Financial reports confirm worst fears

01st Dec 2020

Interim Administrator Viv May said the long-awaited finance reports tabled at the November meeting of Armidale Regional Council last week confirmed his worst fears and were a much-needed reality check for Council to move beyond its current woes and gain the respect of the community again.
Two financial reports titled Review of Council Finances and Financial Sustainability were considered at the meeting. The Review of Council Finances was undertaken by Ms Carolyn Foley from Northern Beaches Council and from this report Mr Robert Finch a former Local Government Auditor was engaged to complete the review.
The summary from the report identifies a decline by $11 million (working capital and reserves) in the first three years of the new Council. Operating expenditure in the 2017/18 Financial Year exceeded the budget by $11.6 million and put considerable strain on the budget which was already in deficit. Major capital projects like the new Armidale Library exceeded budget estimates by $4.2 million and Council proceeded with capital purchases without a budget or funding source such as the purchase of land adjacent to the airport.
“This report identifies a significant lapse is financial management in the early years of the merger,” said Mr May. “Many assumptions were made about the existence of cash reserves but they were pure fantasy, they didn’t exist. And the proper checks and balances were not being done to keep expenditure on operating and capital to budget forecasts.”
The second report presented to the Council meeting by Acting General Manager John Rayner provides information on Council’s current financial position and foreshadows a comprehensive improvement plan for Council operations.

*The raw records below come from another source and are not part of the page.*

impl Skyline {
    /// Creates a flat skyline at height 0.
    ///
    /// Tolerances below [`GEOM_EPS`] are raised to it.
    pub fn new(width: f64, tolerance: f64) -> Self {
        Self {
            width,
            tolerance: tolerance.abs().max(GEOM_EPS),
            segments: vec![Segment::new(0.0, width, 0.0)],
        }
    }

    /// Strip width.
    pub fn width(&self) -> f64 {
        self.width
    }

    /// Segments from left to right.
    pub fn segments(&self) -> &[Segment] {
        &self.segments
    }

    /// Number of segments (always at least one).
    pub fn len(&self) -> usize {
        self.segments.len()
    }

    /// Always false: the skyline keeps at least one segment.
    pub fn is_empty(&self) -> bool {
        self.segments.is_empty()
    }

    fn is_equal(&self, a: f64, b: f64) -> bool {
        (a - b).abs() < self.tolerance
    }

    /// A core no wider than the segment leaves less than the tolerance free.
    fn spans(&self, segment_width: f64, width: f64) -> bool {
        segment_width - width < self.tolerance
    }

    /// Index of the lowest segment, leftmost on ties.
    pub fn lowest(&self) -> usize {
        let mut best = 0;
        for (i, segment) in self.segments.iter().enumerate() {
            if segment.y < self.segments[best].y {
                best = i;
            }
        }
        best
    }

    /// Highest baseline across all segments.
    pub fn height(&self) -> f64 {
        self.segments.iter().map(|s| s.y).fold(0.0, f64::max)
    }

    /// Scores how well a `width` x `height` core fits segment `index`.
    ///
    /// `None` if the core is wider than the segment. Otherwise one point each
    /// for matching the left step, the right step and the segment width.
    pub fn fitness(&self, index: usize, width: f64, height: f64) -> Option<u8> {
        let segment = self.segments.get(index)?;
        if width > segment.width + GEOM_EPS {
            return None;
        }
        let mut score = 0;
        if self.is_equal(segment.left_delta, height) {
            score += 1;
        }
        if self.is_equal(segment.right_delta, height) {
            score += 1;
        }
        if self.spans(segment.width, width) {
            score += 1;
        }
        Some(score)
    }

    /// Places a `width` x `height` core on segment `index`.
    ///
    /// Cases are tried in order: exact width, flush against a left wall of
    /// the core's height, flush against such a right wall, and otherwise a
    /// new segment on the side whose step is closer to the core's height.
    /// Walls are measured upwards, so placing on the lowest segment flushes
    /// against any neighbour whose height step matches.
    pub fn place(&mut self, index: usize, width: f64, height: f64) -> Result<SkylinePlacement> {
        let segment = *self.segments.get(index).ok_or_else(|| {
            Error::InvariantViolation(format!("no skyline segment at index {}", index))
        })?;
        if width > segment.width + GEOM_EPS {
            return Err(Error::InvariantViolation(format!(
                "core of width {} placed on segment of width {}",
                width, segment.width
            )));
        }
        let top = segment.y + height;

        let placement = if self.spans(segment.width, width) {
            self.segments[index].y = top;
            let mut current = index;
            if index + 1 < self.segments.len() && self.is_equal(self.segments[index + 1].y, top) {
                let right = self.segments.remove(index + 1);
                self.segments[current].width = right.max_x() - self.segments[current].x;
            }
            if current > 0 && self.is_equal(self.segments[current - 1].y, top) {
                let merged = self.segments.remove(current);
                current -= 1;
                self.segments[current].width = merged.max_x() - self.segments[current].x;
            }
            self.refresh_around(current);
            SkylinePlacement {
                x: segment.x,
                y: segment.y,
                kind: PlaceKind::ExactWidth,
            }
        } else if index > 0 && self.is_equal(self.segments[index - 1].y - segment.y, height) {
            self.segments[index].x += width;
            self.segments[index].width -= width;
            self.segments[index - 1].width += width;
            self.refresh_around(index);
            SkylinePlacement {
                x: segment.x,
                y: segment.y,
                kind: PlaceKind::FlushLeft,
            }
        } else if index + 1 < self.segments.len()
            && self.is_equal(self.segments[index + 1].y - segment.y, height)
        {
            let x = segment.max_x() - width;
            self.segments[index].width -= width;
            self.segments[index + 1].x = x;
            self.segments[index + 1].width += width;
            self.refresh_around(index);
            SkylinePlacement {
                x,
                y: segment.y,
                kind: PlaceKind::FlushRight,
            }
        } else if (height - segment.left_delta).abs() <= (height - segment.right_delta).abs() {
            self.segments[index].x += width;
            self.segments[index].width -= width;
            self.segments
                .insert(index, Segment::new(segment.x, width, top));
            self.refresh_around(index);
            SkylinePlacement {
                x: segment.x,
                y: segment.y,
                kind: PlaceKind::InsertLeft,
            }
        } else {
            let x = segment.max_x() - width;
            self.segments[index].width -= width;
            self.segments.insert(index + 1, Segment::new(x, width, top));
            self.refresh_around(index + 1);
            SkylinePlacement {
                x,
                y: segment.y,
                kind: PlaceKind::InsertRight,
            }
        };

        self.check_invariants()?;
        Ok(placement)
    }

    /// Removes segment `index`, handing its width to a neighbour.
    ///
    /// An edge segment goes to its only neighbour. An inner segment goes to
    /// the neighbour with the smaller height difference. Removing the last
    /// segment is an invariant violation.
    pub fn remove(&mut self, index: usize) -> Result<()> {
        if self.segments.len() <= 1 {
            return Err(Error::InvariantViolation(
                "cannot remove the last remaining skyline segment".into(),
            ));
        }
        let last = self.segments.len() - 1;
        let segment = *self.segments.get(index).ok_or_else(|| {
            Error::InvariantViolation(format!("no skyline segment at index {}", index))
        })?;

        let absorb_left = if index == 0 {
            false
        } else if index == last {
            true
        } else {
            segment.left_delta < segment.right_delta
        };

        self.segments.remove(index);
        let neighbour = if absorb_left {
            self.segments[index - 1].width += segment.width;
            index - 1
        } else {
            self.segments[index].x = segment.x;
            self.segments[index].width += segment.width;
            index
        };
        self.refresh_around(neighbour);

        self.check_invariants()?;
        Ok(())
    }

    /// Recomputes the neighbour deltas of segments `index - 1 ..= index + 1`.
    fn refresh_around(&mut self, index: usize) {
        let lo = index.saturating_sub(1);
        let hi = (index + 1).min(self.segments.len() - 1);
        for i in lo..=hi {
            let y = self.segments[i].y;
            self.segments[i].left_delta = match i {
                0 => f64::INFINITY,
                _ => (self.segments[i - 1].y - y).abs(),
            };
            self.segments[i].right_delta = match self.segments.get(i + 1) {
                Some(next) => (next.y - y).abs(),
                None => f64::INFINITY,
            };
        }
    }

    /// Checks that the segments tile `[0, width)` and the deltas are current.
    pub fn check_invariants(&self) -> Result<()> {
        let eps = GEOM_EPS.max(self.tolerance * 1e-3);
        let first = self.segments.first().ok_or_else(|| {
            Error::InvariantViolation("skyline has no segments".into())
        })?;
        if first.x.abs() > eps {
            return Err(Error::InvariantViolation(format!(
                "skyline starts at {} instead of 0",
                first.x
            )));
        }
        for (i, segment) in self.segments.iter().enumerate() {
            if segment.width <= 0.0 {
                return Err(Error::InvariantViolation(format!(
                    "segment {} has width {}",
                    i, segment.width
                )));
            }
            let left = match i {
                0 => f64::INFINITY,
                _ => (self.segments[i - 1].y - segment.y).abs(),
            };
            let right = match self.segments.get(i + 1) {
                Some(next) => {
                    if (next.x - segment.max_x()).abs() > eps {
                        return Err(Error::InvariantViolation(format!(
                            "gap or overlap between segments {} and {}",
                            i,
                            i + 1
                        )));
                    }
                    (next.y - segment.y).abs()
                }
                None => f64::INFINITY,
            };
            if !same_delta(segment.left_delta, left) || !same_delta(segment.right_delta, right) {
                return Err(Error::InvariantViolation(format!(
                    "stale neighbour deltas on segment {}",
                    i
                )));
            }
        }
        let end = self.segments[self.segments.len() - 1].max_x();
        if (end - self.width).abs() > eps {
            return Err(Error::InvariantViolation(format!(
                "skyline ends at {} instead of {}",
                end, self.width
            )));
        }
        Ok(())
    }
}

Section 8A of the Local Government Act sets out guiding principles for Councils and Mr May said that the evidence shows that the guiding principles in the Act have not been adhered to for many years.
“In-fact it probably goes back to the management of the former Armidale Dumaresq and Guyra Shire Councils who were both deemed not fit for the future by the Independent Pricing and Regulatory Tribunal (IPART),” Mr May said.
“With this legacy from the former Councils to deal with, in the development of the new Council, it should have been a priority and a major focus to restore financial sustainability but unfortunately it turned into a spending spree.
“The report also shows a complete lack of judgement in the allocation of funds to implement roads renewal and maintenance. From the 2017/18 Financial Year until now there has been a 50 percent drop from $8.43 million to $4.2 million on local roads maintenance and renewal.”
On November 19, 2020 the Minister for Local Government, The Hon Shelley Hancock, served Notice of Intention that she plans to issue a Performance Improvement Order (PIO) on the Council. The Draft PIO has an emphasis on financial improvement and management. Elected representatives will be returning on 12 December.
“The PIO sets in place very stringent requirements for Council including the appointment of a Financial Controller who will act as a gatekeeper for Council spending,” said Mr May
“Rest assured that the financial mismanagement of the past will not occur and Council will be focused on a back to basics approach of restoring sound governance and financial management.
“The report by the Acting General Manager is the beginning of the turnaround for this Council and a focus on much needed financial discipline.”